Katalin Szili, the president of Parliament, was visiting the MTV building. HirTV's crew arrived and asked to interview her. The head of MTV said: "I asked my colleagues to escort them out of the building." He said: "This is perfectly normal in the case of any organ that is biased and that behaves shamefully."

The Free Democrats have also stated: "Until HirTV officially apologises to Hungarian society, members of the Liberal group in Parliament will not speak to the station."

The Free Democrats said in a statement: "When a reporter tells police that he is not with them, when he crows in delight when demonstrators take over the headquarters of public television, when he supports a crowd that has seriously injured policemen, invading a public service institution, then that reporter is behaving extremely unethically, and we cannot allow that to pass unremarked."

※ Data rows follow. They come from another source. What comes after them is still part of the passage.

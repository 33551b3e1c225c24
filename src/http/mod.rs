//! HTTP API server
//!
//! - POST /process-calls - Run the batch pipeline over the input file
//! - GET / - Human-readable status page
//! - GET /health - Health check

mod handlers;
mod routes;
mod state;

pub use handlers::{ErrorResponse, ProcessCallsResponse};
pub use routes::create_router;
pub use state::AppState;
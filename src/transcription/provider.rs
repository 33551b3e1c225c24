use crate::config::RINGOVER_API_KEY_ENV;

/// Static description of a transcription HTTP provider
#[derive(Debug, Clone, PartialEq, Eq)]
pub struct ProviderProfile {
    /// Display name used in logs and failure messages
    pub name: &'static str,

    /// Base URL used when configuration does not override it
    pub default_base_url: &'static str,

    /// Path segments between the base URL and the call identifier
    pub path: &'static [&'static str],

    /// JSON field holding the transcription text
    pub text_field: &'static str,

    /// Environment variable the bearer token comes from, if one is required
    pub credential_env: Option<&'static str>,
}

impl ProviderProfile {
    /// `GET https://public-api.ringover.com/v2/transcriptions/{call_id}`
    pub fn ringover() -> Self {
        Self {
            name: "Ringover",
            default_base_url: "https://public-api.ringover.com",
            path: &["v2", "transcriptions"],
            text_field: "transcription_text",
            credential_env: Some(RINGOVER_API_KEY_ENV),
        }
    }

    /// `GET https://jsonplaceholder.typicode.com/posts/{call_id}`
    pub fn placeholder() -> Self {
        Self {
            name: "JSONPlaceholder",
            default_base_url: "https://jsonplaceholder.typicode.com",
            path: &["posts"],
            text_field: "body",
            credential_env: None,
        }
    }

    pub fn requires_credential(&self) -> bool {
        self.credential_env.is_some()
    }
}
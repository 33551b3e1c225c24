use super::prompt::{build_user_prompt, SYSTEM_PROMPT};
use crate::completion::{ChatMessage, ChatRequest, CompletionProvider};
use crate::config::CompletionConfig;
use crate::error::{ClassifyError, TRANSCRIPTION_FAILURE_PREFIX};
use crate::text::preview;
use std::sync::Arc;
use tracing::{error, info};

/// Returned when the provider answers without usable content
pub const NO_INTENT_IDENTIFIED: &str = "No intent identified.";

/// Sampling parameters sent with every classification request
#[derive(Debug, Clone, PartialEq)]
pub struct IntentSettings {
    pub model: String,
    pub temperature: f32,
    pub max_tokens: u32,
}

impl Default for IntentSettings {
    fn default() -> Self {
        Self {
            model: "gpt-3.5-turbo".to_string(),
            temperature: 0.5,
            max_tokens: 50,
        }
    }
}

impl From<&CompletionConfig> for IntentSettings {
    fn from(config: &CompletionConfig) -> Self {
        Self {
            model: config.model.clone(),
            temperature: config.temperature,
            max_tokens: config.max_tokens,
        }
    }
}

/// Asks a completion provider for the customer's intent
#[derive(Clone)]
pub struct IntentClassifier {
    provider: Arc<dyn CompletionProvider>,
    settings: IntentSettings,
}

impl IntentClassifier {
    pub fn new(provider: Arc<dyn CompletionProvider>, settings: IntentSettings) -> Self {
        Self { provider, settings }
    }

    pub fn settings(&self) -> &IntentSettings {
        &self.settings
    }

    pub fn has_credentials(&self) -> bool {
        self.provider.has_credentials()
    }

    pub fn build_request(&self, transcription: &str) -> ChatRequest {
        ChatRequest {
            model: self.settings.model.clone(),
            messages: vec![
                ChatMessage::system(SYSTEM_PROMPT),
                ChatMessage::user(build_user_prompt(transcription)),
            ],
            temperature: self.settings.temperature,
            max_tokens: self.settings.max_tokens,
        }
    }

    /// Classify one transcription
    ///
    /// Text carrying the transcription-failure prefix never reaches the provider.
    pub async fn classify(&self, transcription: &str) -> Result<String, ClassifyError> {
        info!(
            "Getting intent for transcription: \"{}...\"",
            preview(transcription, 50)
        );

        if transcription.starts_with(TRANSCRIPTION_FAILURE_PREFIX) {
            return Err(ClassifyError::TranscriptionUnavailable);
        }

        let request = self.build_request(transcription);
        let content = self.provider.complete(&request).await.map_err(|e| {
            error!("Error getting intent from OpenAI: {}", e);
            ClassifyError::Provider(e)
        })?;

        let intent = content
            .map(|text| text.trim().to_string())
            .filter(|text| !text.is_empty())
            .unwrap_or_else(|| NO_INTENT_IDENTIFIED.to_string());

        info!(
            "Intent for \"{}...\": {}",
            preview(transcription, 30),
            intent
        );

        Ok(intent)
    }
}
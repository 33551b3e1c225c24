use super::backend::TranscriptionFetcher;
use super::provider::ProviderProfile;
use crate::error::FetchError;
use crate::text::preview;
use anyhow::{bail, Context, Result};
use reqwest::{Client, Url};
use serde_json::Value;
use std::time::Duration;
use tracing::{error, info, warn};

/// Fetches transcriptions from a JSON-over-HTTP provider
pub struct HttpTranscriptionFetcher {
    client: Client,
    profile: ProviderProfile,
    base_url: Url,
    api_key: Option<String>,
}

impl HttpTranscriptionFetcher {
    /// Create a fetcher for `profile`
    ///
    /// `base_url` replaces the profile's default host (mock servers, proxies).
    pub fn new(
        profile: ProviderProfile,
        base_url: Option<&str>,
        api_key: Option<String>,
        timeout: Duration,
    ) -> Result<Self> {
        let raw = base_url.unwrap_or(profile.default_base_url);
        let base_url =
            Url::parse(raw).with_context(|| format!("Invalid {} base URL: {}", profile.name, raw))?;
        if base_url.cannot_be_a_base() {
            bail!("{} base URL cannot carry a path: {}", profile.name, raw);
        }

        let client = Client::builder()
            .timeout(timeout)
            .build()
            .context("Failed to build transcription HTTP client")?;

        let api_key = api_key
            .map(|k| k.trim().to_string())
            .filter(|k| !k.is_empty());

        if profile.requires_credential() && api_key.is_none() {
            warn!(
                "{} credential is not set; every {} fetch will fail",
                profile.credential_env.unwrap_or("API key"),
                profile.name
            );
        }

        Ok(Self {
            client,
            profile,
            base_url,
            api_key,
        })
    }

    /// Resource URL for one call, with the identifier percent-encoded
    pub fn url_for(&self, call_id: &str) -> Url {
        let mut url = self.base_url.clone();
        if let Ok(mut segments) = url.path_segments_mut() {
            segments
                .pop_if_empty()
                .extend(self.profile.path)
                .push(call_id);
        }
        url
    }

    fn extract_text(&self, call_id: &str, body: &str) -> String {
        let text = serde_json::from_str::<Value>(body).ok().and_then(|value| {
            value
                .get(self.profile.text_field)
                .and_then(Value::as_str)
                .filter(|text| !text.is_empty())
                .map(str::to_string)
        });

        text.unwrap_or_else(|| {
            format!(
                "No transcription content found for {} in {} response.",
                call_id, self.profile.name
            )
        })
    }
}

#[async_trait::async_trait]
impl TranscriptionFetcher for HttpTranscriptionFetcher {
    async fn fetch(&self, call_id: &str) -> Result<String, FetchError> {
        info!("Fetching transcription for {} from {}...", call_id, self.profile.name);

        let mut request = self.client.get(self.url_for(call_id));

        if let Some(env_var) = self.profile.credential_env {
            match &self.api_key {
                Some(key) => request = request.bearer_auth(key),
                None => {
                    warn!(
                        "{} is not set. Cannot fetch transcription from {}.",
                        env_var, self.profile.name
                    );
                    return Err(FetchError::MissingCredential {
                        call_id: call_id.to_string(),
                        env_var,
                    });
                }
            }
        }

        let transport = |source: reqwest::Error| {
            error!(
                "Error fetching transcription for {} from {}: {}",
                call_id, self.profile.name, source
            );
            FetchError::Transport {
                call_id: call_id.to_string(),
                provider: self.profile.name,
                source,
            }
        };

        let response = request.send().await.map_err(transport)?;
        let status = response.status();
        let body = response.text().await.map_err(transport)?;

        if !status.is_success() {
            error!(
                "{} API error response for {}: {} {}",
                self.profile.name, call_id, status, body
            );
            return Err(FetchError::Status {
                call_id: call_id.to_string(),
                provider: self.profile.name,
                status: status.as_u16(),
                body,
            });
        }

        let transcription = self.extract_text(call_id, &body);
        info!(
            "Transcription for {} from {}: \"{}...\"",
            call_id,
            self.profile.name,
            preview(&transcription, 50)
        );

        Ok(transcription)
    }

    fn name(&self) -> &str {
        self.profile.name
    }
}

#[cfg(test)]
mod tests {
    use super::*;

    fn fetcher(profile: ProviderProfile, base: Option<&str>) -> HttpTranscriptionFetcher {
        HttpTranscriptionFetcher::new(profile, base, Some("key".into()), Duration::from_secs(5))
            .unwrap()
    }

    #[test]
    fn ringover_url_layout() {
        let f = fetcher(ProviderProfile::ringover(), None);
        assert_eq!(
            f.url_for("CALL-1").as_str(),
            "https://public-api.ringover.com/v2/transcriptions/CALL-1"
        );
    }

    #[test]
    fn placeholder_url_with_custom_base_and_trailing_slash() {
        let f = fetcher(ProviderProfile::placeholder(), Some("http://127.0.0.1:9000/api/"));
        assert_eq!(f.url_for("7").as_str(), "http://127.0.0.1:9000/api/posts/7");
    }

    #[test]
    fn call_id_is_percent_encoded() {
        let f = fetcher(ProviderProfile::ringover(), None);
        assert!(f.url_for("a/b c").as_str().ends_with("/transcriptions/a%2Fb%20c"));
    }

    #[test]
    fn extract_text_falls_back_to_placeholder() {
        let f = fetcher(ProviderProfile::ringover(), None);
        assert_eq!(
            f.extract_text("CALL-1", r#"{"transcription_text":"Hello"}"#),
            "Hello"
        );
        assert_eq!(
            f.extract_text("CALL-1", r#"{"other":"x"}"#),
            "No transcription content found for CALL-1 in Ringover response."
        );
        assert_eq!(
            f.extract_text("CALL-1", "not json"),
            "No transcription content found for CALL-1 in Ringover response."
        );
    }

    #[test]
    fn rejects_invalid_base_url() {
        let result = HttpTranscriptionFetcher::new(
            ProviderProfile::ringover(),
            Some("not a url"),
            None,
            Duration::from_secs(1),
        );
        assert!(result.is_err());
    }
}
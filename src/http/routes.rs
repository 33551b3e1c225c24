use super::handlers;
use super::state::AppState;
use axum::{
    routing::{get, post},
    Router,
};
use tower_http::trace::TraceLayer;

/// Create the HTTP router with all routes
pub fn create_router(state: AppState) -> Router {
    Router::new()
        // Status
        .route("/", get(handlers::status_page))
        .route("/health", get(handlers::health_check))
        // Batch processing
        .route("/process-calls", post(handlers::process_calls))
        // Add tracing middleware for request logging
        .layer(TraceLayer::new_for_http())
        .with_state(state)
}
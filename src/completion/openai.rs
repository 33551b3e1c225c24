use super::messages::{ChatRequest, ChatResponse};
use super::CompletionProvider;
use crate::config::{CompletionConfig, OPENAI_API_KEY_ENV};
use crate::error::CompletionError;
use anyhow::{Context, Result};
use reqwest::Client;
use std::time::Duration;
use tracing::{error, info, warn};

const CHAT_COMPLETIONS_PATH: &str = "/v1/chat/completions";

/// OpenAI-compatible chat completion client
pub struct OpenAiClient {
    client: Client,
    endpoint: String,
    api_key: Option<String>,
}

impl OpenAiClient {
    pub fn new(base_url: &str, api_key: Option<String>, timeout: Duration) -> Result<Self> {
        let client = Client::builder()
            .timeout(timeout)
            .build()
            .context("Failed to build completion HTTP client")?;

        let api_key = api_key
            .map(|k| k.trim().to_string())
            .filter(|k| !k.is_empty());

        Ok(Self {
            client,
            endpoint: format!("{}{}", base_url.trim_end_matches('/'), CHAT_COMPLETIONS_PATH),
            api_key,
        })
    }

    pub fn from_config(config: &CompletionConfig) -> Result<Self> {
        let client = Self::new(&config.base_url, config.api_key.clone(), config.timeout())?;
        if !client.has_credentials() {
            warn!(
                "{} is not set. Intent analysis requests will be rejected by the provider.",
                OPENAI_API_KEY_ENV
            );
        }
        Ok(client)
    }

    pub fn endpoint(&self) -> &str {
        &self.endpoint
    }
}

#[async_trait::async_trait]
impl CompletionProvider for OpenAiClient {
    async fn complete(&self, request: &ChatRequest) -> Result<Option<String>, CompletionError> {
        info!(
            "Sending chat completion to {} (model={}, max_tokens={})",
            self.endpoint, request.model, request.max_tokens
        );

        let mut builder = self.client.post(&self.endpoint).json(request);
        if let Some(key) = &self.api_key {
            builder = builder.bearer_auth(key);
        }

        let response = builder.send().await?;
        let status = response.status();

        if !status.is_success() {
            let body = response.text().await.unwrap_or_default();
            error!("OpenAI API error details: {} {}", status, body);
            return Err(CompletionError::Status {
                status: status.as_u16(),
                body,
            });
        }

        let parsed: ChatResponse = response.json().await?;
        Ok(parsed.first_content())
    }

    fn has_credentials(&self) -> bool {
        self.api_key.is_some()
    }
}
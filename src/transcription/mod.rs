//! Transcription fetching
//!
//! A `TranscriptionFetcher` turns a call identifier into transcription text.
//! Two HTTP providers share the same contract:
//! - Ringover (bearer-authenticated, production)
//! - a public placeholder API (unauthenticated, for demos and smoke tests)

mod backend;
mod http;
mod provider;

pub use backend::{TranscriptionFetcher, TranscriptionFetcherFactory};
pub use http::HttpTranscriptionFetcher;
pub use provider::ProviderProfile;
pub mod completion;
pub mod config;
pub mod error;
pub mod http;
pub mod intent;
pub mod pipeline;
pub mod text;
pub mod transcription;

pub use completion::{ChatMessage, ChatRequest, CompletionProvider, OpenAiClient};
pub use config::Config;
pub use error::{ClassifyError, CompletionError, FetchError, PipelineError};
pub use http::{create_router, AppState};
pub use intent::{IntentClassifier, IntentSettings};
pub use pipeline::{BatchPipeline, BatchReport, CallIdBatch, CallRecord};
pub use transcription::{HttpTranscriptionFetcher, TranscriptionFetcher, TranscriptionFetcherFactory};
//! Credential types shared by signers and verifiers.

pub mod id;
pub mod secret;

pub use id::*;
pub use secret::*;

One of HirTV's reporters asked prime minister Ferenc Gyurcsany at a press conference whether these moves did not infringe the press's right to inform. The prime minister said: "I cannot decide who speaks to whom, but it seems to me that politicians are happy to talk to trustworthy television stations that report accurately."

Laszlo Solyom, the President of the Republic, said: "I am outraged that the violent crimes committed in front of the headquarters of Hungarian Television have been compared to the 1956 revolution." Here, too, he was surely referring to HirTV's reporting. Index collected examples of the TV station's strongly biased account.